Among the entries below, one stretch runs from the line that contains "pub fn iter(&self)" through the line that contains "pub fn is_fully_unloaded(&self)". Repeat that stretch exactly, ends included, and only that.

## Supplied information:
-=-=-=-=-

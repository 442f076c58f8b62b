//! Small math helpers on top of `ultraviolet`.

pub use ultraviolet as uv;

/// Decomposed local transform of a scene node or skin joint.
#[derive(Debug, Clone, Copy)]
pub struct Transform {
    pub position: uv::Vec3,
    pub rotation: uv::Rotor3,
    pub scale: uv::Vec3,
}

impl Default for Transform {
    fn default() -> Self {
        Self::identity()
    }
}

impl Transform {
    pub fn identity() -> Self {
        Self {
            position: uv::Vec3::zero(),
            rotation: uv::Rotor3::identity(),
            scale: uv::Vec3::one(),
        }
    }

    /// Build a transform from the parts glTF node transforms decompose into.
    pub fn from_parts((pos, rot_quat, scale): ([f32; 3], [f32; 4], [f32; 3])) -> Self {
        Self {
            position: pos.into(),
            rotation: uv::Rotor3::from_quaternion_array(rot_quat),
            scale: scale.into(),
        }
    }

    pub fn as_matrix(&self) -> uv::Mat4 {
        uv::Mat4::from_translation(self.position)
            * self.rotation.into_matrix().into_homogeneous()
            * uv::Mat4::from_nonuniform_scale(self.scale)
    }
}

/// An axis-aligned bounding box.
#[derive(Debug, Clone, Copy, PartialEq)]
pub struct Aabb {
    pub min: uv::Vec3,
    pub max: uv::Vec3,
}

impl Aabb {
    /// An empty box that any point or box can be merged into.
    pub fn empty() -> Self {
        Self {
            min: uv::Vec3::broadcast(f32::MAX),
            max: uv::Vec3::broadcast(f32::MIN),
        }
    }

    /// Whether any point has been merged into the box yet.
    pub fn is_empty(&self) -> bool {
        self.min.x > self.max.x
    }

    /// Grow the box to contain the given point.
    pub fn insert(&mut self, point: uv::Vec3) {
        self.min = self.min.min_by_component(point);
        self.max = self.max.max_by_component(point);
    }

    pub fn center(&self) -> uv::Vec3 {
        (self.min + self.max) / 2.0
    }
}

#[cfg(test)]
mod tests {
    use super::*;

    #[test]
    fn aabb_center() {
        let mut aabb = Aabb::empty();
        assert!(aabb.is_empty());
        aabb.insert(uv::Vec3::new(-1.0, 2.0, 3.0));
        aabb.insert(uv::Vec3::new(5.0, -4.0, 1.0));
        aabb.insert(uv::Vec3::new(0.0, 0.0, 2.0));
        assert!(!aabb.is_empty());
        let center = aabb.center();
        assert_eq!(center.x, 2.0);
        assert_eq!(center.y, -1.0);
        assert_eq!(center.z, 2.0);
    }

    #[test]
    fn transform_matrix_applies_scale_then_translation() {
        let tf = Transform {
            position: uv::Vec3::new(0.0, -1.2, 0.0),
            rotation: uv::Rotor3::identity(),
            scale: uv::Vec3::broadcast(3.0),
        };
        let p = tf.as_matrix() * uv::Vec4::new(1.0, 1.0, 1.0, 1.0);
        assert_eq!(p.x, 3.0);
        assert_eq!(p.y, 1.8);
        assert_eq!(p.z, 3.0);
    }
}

-=-=-=-=-

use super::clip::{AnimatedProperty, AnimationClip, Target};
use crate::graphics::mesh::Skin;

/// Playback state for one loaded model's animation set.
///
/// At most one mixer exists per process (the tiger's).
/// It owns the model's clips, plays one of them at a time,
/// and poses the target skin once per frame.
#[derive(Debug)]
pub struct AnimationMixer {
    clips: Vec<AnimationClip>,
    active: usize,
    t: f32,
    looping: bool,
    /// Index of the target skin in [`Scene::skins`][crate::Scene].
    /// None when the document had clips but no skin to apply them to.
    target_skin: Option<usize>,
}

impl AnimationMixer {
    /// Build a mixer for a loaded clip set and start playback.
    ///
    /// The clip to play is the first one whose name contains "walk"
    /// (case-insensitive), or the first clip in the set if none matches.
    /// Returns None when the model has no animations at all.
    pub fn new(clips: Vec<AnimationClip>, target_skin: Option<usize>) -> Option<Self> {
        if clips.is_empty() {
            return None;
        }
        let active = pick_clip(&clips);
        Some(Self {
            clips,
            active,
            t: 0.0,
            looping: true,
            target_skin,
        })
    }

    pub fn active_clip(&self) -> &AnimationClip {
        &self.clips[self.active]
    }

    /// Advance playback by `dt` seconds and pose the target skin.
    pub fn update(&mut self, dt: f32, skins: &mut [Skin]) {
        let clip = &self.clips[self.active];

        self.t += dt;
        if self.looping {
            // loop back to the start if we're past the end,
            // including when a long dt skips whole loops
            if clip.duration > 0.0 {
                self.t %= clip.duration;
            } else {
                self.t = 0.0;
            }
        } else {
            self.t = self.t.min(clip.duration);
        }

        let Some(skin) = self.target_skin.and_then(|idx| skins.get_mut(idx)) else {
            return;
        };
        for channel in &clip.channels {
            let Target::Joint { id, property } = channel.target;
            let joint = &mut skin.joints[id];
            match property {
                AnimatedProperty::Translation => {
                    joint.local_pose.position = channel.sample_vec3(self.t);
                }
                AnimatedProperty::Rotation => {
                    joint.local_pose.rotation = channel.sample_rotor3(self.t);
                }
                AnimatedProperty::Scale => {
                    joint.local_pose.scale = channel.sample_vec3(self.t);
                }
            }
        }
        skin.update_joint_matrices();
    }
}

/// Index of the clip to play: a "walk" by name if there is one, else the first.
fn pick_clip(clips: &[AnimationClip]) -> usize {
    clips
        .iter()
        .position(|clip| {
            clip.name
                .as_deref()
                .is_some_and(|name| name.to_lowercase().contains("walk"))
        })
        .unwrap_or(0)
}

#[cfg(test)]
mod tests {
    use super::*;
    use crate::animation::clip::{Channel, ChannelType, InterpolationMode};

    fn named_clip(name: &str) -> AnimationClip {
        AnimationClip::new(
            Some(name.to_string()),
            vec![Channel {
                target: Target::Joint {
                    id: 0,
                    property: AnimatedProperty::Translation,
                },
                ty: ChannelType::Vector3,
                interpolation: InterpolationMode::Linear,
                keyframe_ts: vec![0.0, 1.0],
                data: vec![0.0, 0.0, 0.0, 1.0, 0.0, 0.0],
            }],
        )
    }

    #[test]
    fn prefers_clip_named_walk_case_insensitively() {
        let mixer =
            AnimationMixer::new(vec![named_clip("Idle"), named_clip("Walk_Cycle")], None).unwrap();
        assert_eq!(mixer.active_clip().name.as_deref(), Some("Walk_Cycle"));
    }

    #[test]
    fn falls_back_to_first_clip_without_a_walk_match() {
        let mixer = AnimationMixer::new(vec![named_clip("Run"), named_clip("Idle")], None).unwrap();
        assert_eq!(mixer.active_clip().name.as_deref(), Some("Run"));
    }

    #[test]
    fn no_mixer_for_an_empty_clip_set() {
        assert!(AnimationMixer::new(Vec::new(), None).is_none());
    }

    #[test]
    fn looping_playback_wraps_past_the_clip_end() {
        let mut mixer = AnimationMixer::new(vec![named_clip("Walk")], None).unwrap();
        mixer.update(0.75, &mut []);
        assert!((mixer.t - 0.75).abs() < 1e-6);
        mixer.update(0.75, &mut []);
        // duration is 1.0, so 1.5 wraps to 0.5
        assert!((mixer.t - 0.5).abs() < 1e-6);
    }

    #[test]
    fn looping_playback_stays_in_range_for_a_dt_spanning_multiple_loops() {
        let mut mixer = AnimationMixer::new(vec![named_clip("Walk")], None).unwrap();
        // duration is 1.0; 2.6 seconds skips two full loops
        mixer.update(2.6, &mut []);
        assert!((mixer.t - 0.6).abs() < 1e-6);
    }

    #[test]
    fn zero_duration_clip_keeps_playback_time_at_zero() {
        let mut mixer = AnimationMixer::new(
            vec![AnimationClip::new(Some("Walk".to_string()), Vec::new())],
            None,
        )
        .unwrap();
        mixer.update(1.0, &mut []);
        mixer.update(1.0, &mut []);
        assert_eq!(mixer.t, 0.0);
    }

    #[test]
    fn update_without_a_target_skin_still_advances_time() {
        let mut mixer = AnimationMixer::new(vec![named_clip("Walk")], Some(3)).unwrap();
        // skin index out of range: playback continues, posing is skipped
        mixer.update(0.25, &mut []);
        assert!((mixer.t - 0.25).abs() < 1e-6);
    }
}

-=-=-=-=-

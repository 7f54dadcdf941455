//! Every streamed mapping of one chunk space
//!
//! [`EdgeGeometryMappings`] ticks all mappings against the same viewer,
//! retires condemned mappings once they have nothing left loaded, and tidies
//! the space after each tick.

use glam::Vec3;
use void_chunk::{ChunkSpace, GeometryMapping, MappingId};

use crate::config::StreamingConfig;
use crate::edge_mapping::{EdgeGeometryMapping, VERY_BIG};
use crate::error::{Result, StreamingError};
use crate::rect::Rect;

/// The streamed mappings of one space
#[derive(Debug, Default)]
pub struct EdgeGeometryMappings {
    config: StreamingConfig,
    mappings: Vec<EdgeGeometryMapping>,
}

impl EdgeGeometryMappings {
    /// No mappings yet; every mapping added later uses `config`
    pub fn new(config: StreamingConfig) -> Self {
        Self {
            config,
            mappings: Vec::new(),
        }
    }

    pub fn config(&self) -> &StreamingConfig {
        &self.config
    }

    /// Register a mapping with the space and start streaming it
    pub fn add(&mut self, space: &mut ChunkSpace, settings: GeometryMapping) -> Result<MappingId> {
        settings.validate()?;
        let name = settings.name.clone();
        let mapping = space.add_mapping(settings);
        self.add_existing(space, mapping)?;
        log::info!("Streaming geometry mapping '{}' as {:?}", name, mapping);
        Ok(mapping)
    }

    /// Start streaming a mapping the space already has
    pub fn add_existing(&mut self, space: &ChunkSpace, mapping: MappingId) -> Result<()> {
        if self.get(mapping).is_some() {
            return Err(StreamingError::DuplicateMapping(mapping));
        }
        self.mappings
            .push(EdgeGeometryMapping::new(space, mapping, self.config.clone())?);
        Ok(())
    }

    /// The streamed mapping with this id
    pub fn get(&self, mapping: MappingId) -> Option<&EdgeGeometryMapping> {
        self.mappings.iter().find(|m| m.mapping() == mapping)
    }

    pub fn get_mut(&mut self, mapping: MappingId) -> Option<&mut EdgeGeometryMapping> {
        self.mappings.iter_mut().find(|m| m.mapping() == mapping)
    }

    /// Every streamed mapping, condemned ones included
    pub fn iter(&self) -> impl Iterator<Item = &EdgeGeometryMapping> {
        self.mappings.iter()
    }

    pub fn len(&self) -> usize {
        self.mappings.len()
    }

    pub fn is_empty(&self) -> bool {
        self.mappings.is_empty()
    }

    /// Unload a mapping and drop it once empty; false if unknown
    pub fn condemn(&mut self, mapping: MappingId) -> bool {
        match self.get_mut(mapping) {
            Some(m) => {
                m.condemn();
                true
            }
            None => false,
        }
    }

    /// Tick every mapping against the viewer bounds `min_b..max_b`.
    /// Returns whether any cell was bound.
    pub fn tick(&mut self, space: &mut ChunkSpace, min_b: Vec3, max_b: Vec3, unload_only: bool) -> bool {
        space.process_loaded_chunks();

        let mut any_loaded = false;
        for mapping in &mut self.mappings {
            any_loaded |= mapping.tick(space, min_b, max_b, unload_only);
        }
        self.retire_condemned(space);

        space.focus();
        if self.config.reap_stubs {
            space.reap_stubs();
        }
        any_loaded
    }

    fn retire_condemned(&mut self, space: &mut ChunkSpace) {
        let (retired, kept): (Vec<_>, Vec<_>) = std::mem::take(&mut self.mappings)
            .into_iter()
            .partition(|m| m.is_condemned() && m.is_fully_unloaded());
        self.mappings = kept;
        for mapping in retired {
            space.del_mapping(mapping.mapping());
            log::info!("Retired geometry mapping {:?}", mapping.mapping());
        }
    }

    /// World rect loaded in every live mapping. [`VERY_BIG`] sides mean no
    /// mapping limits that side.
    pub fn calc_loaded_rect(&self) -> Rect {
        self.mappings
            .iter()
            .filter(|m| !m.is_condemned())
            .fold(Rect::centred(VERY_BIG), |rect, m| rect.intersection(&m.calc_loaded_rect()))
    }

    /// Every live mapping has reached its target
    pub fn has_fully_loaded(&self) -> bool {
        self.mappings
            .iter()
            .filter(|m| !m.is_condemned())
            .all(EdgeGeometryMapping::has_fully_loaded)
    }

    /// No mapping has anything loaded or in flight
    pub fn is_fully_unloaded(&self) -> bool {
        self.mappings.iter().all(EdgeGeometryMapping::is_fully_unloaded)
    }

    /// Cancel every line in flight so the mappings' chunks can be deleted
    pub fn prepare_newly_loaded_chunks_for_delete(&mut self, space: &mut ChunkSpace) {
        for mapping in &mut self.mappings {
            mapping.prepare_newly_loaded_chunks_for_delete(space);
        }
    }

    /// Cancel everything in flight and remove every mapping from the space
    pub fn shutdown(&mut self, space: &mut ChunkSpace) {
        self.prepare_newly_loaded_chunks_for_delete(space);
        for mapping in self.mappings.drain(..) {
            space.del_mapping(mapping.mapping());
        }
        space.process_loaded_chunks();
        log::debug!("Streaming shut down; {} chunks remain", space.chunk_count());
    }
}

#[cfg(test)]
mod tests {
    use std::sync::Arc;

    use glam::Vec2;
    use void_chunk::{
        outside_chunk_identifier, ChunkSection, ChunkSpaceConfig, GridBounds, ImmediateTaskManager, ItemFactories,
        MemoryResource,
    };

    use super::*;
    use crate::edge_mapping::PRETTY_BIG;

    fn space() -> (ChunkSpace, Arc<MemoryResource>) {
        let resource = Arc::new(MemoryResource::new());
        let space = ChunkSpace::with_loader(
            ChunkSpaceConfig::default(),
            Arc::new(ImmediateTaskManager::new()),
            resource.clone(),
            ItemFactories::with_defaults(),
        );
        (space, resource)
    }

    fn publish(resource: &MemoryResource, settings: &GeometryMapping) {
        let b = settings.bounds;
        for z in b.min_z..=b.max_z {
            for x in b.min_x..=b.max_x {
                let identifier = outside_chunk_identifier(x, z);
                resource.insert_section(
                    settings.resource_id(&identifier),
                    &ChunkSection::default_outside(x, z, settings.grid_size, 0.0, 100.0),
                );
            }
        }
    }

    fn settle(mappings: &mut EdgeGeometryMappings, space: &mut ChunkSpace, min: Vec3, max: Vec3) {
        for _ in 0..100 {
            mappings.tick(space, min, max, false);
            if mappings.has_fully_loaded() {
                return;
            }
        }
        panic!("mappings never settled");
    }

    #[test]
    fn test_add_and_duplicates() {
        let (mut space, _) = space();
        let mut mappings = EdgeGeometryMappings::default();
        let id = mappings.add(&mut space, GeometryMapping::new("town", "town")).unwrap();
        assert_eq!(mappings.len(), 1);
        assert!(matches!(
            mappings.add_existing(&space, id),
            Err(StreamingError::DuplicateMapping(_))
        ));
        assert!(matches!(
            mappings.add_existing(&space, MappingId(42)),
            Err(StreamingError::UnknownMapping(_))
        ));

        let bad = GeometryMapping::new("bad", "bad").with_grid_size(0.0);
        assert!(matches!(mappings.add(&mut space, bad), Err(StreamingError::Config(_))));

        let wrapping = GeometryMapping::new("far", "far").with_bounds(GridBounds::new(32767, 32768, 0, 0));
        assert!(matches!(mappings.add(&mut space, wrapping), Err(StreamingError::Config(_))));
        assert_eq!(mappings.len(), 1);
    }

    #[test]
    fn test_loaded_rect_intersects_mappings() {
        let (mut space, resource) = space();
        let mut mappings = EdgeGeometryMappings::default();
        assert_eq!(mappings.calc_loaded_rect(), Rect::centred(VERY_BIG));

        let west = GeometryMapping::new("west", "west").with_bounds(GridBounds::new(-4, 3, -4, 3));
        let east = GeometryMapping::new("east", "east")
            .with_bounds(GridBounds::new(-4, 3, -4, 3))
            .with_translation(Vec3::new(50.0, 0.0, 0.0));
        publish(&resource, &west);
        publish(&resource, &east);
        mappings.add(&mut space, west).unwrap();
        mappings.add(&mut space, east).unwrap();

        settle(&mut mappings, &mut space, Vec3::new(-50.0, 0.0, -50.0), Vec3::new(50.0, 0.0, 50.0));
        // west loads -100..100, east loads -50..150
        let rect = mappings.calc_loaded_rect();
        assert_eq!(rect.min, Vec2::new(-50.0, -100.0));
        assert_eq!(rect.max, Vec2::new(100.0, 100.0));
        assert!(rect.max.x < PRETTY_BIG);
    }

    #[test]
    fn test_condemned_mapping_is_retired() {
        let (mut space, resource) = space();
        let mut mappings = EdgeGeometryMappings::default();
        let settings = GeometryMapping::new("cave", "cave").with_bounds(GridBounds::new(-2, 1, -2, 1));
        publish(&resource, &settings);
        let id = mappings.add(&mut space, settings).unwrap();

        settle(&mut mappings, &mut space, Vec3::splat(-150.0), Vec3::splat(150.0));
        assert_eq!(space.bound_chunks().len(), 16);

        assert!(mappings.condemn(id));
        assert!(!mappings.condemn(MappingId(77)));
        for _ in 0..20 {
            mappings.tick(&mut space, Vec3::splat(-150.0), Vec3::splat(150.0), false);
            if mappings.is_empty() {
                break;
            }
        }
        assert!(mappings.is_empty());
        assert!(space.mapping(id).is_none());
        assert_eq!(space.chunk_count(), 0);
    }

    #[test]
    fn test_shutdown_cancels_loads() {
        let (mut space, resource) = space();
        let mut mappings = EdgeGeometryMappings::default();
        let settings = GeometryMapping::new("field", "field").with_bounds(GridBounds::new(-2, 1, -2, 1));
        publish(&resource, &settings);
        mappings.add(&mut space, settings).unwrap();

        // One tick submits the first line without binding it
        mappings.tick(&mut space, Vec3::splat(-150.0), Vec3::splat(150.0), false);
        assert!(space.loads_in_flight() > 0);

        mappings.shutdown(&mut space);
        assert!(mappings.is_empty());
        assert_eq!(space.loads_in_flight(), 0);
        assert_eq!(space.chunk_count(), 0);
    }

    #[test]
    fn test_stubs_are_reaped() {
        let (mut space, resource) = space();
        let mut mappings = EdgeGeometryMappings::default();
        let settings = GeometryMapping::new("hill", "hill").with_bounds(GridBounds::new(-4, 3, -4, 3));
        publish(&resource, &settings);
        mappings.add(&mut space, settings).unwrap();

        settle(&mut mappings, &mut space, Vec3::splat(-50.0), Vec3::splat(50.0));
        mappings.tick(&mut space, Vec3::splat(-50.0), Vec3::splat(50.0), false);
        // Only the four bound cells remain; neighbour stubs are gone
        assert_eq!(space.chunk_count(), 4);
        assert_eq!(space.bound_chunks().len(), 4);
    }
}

-=-=-=-=-

## Your solution:
    pub fn iter(&self) -> impl Iterator<Item = &EdgeGeometryMapping> {
        self.mappings.iter()
    }

    pub fn len(&self) -> usize {
        self.mappings.len()
    }

    pub fn is_empty(&self) -> bool {
        self.mappings.is_empty()
    }

    /// Unload a mapping and drop it once empty; false if unknown
    pub fn condemn(&mut self, mapping: MappingId) -> bool {
        match self.get_mut(mapping) {
            Some(m) => {
                m.condemn();
                true
            }
            None => false,
        }
    }

    /// Tick every mapping against the viewer bounds `min_b..max_b`.
    /// Returns whether any cell was bound.
    pub fn tick(&mut self, space: &mut ChunkSpace, min_b: Vec3, max_b: Vec3, unload_only: bool) -> bool {
        space.process_loaded_chunks();

        let mut any_loaded = false;
        for mapping in &mut self.mappings {
            any_loaded |= mapping.tick(space, min_b, max_b, unload_only);
        }
        self.retire_condemned(space);

        space.focus();
        if self.config.reap_stubs {
            space.reap_stubs();
        }
        any_loaded
    }

    fn retire_condemned(&mut self, space: &mut ChunkSpace) {
        let (retired, kept): (Vec<_>, Vec<_>) = std::mem::take(&mut self.mappings)
            .into_iter()
            .partition(|m| m.is_condemned() && m.is_fully_unloaded());
        self.mappings = kept;
        for mapping in retired {
            space.del_mapping(mapping.mapping());
            log::info!("Retired geometry mapping {:?}", mapping.mapping());
        }
    }

    /// World rect loaded in every live mapping. [`VERY_BIG`] sides mean no
    /// mapping limits that side.
    pub fn calc_loaded_rect(&self) -> Rect {
        self.mappings
            .iter()
            .filter(|m| !m.is_condemned())
            .fold(Rect::centred(VERY_BIG), |rect, m| rect.intersection(&m.calc_loaded_rect()))
    }

    /// Every live mapping has reached its target
    pub fn has_fully_loaded(&self) -> bool {
        self.mappings
            .iter()
            .filter(|m| !m.is_condemned())
            .all(EdgeGeometryMapping::has_fully_loaded)
    }

    /// No mapping has anything loaded or in flight
    pub fn is_fully_unloaded(&self) -> bool {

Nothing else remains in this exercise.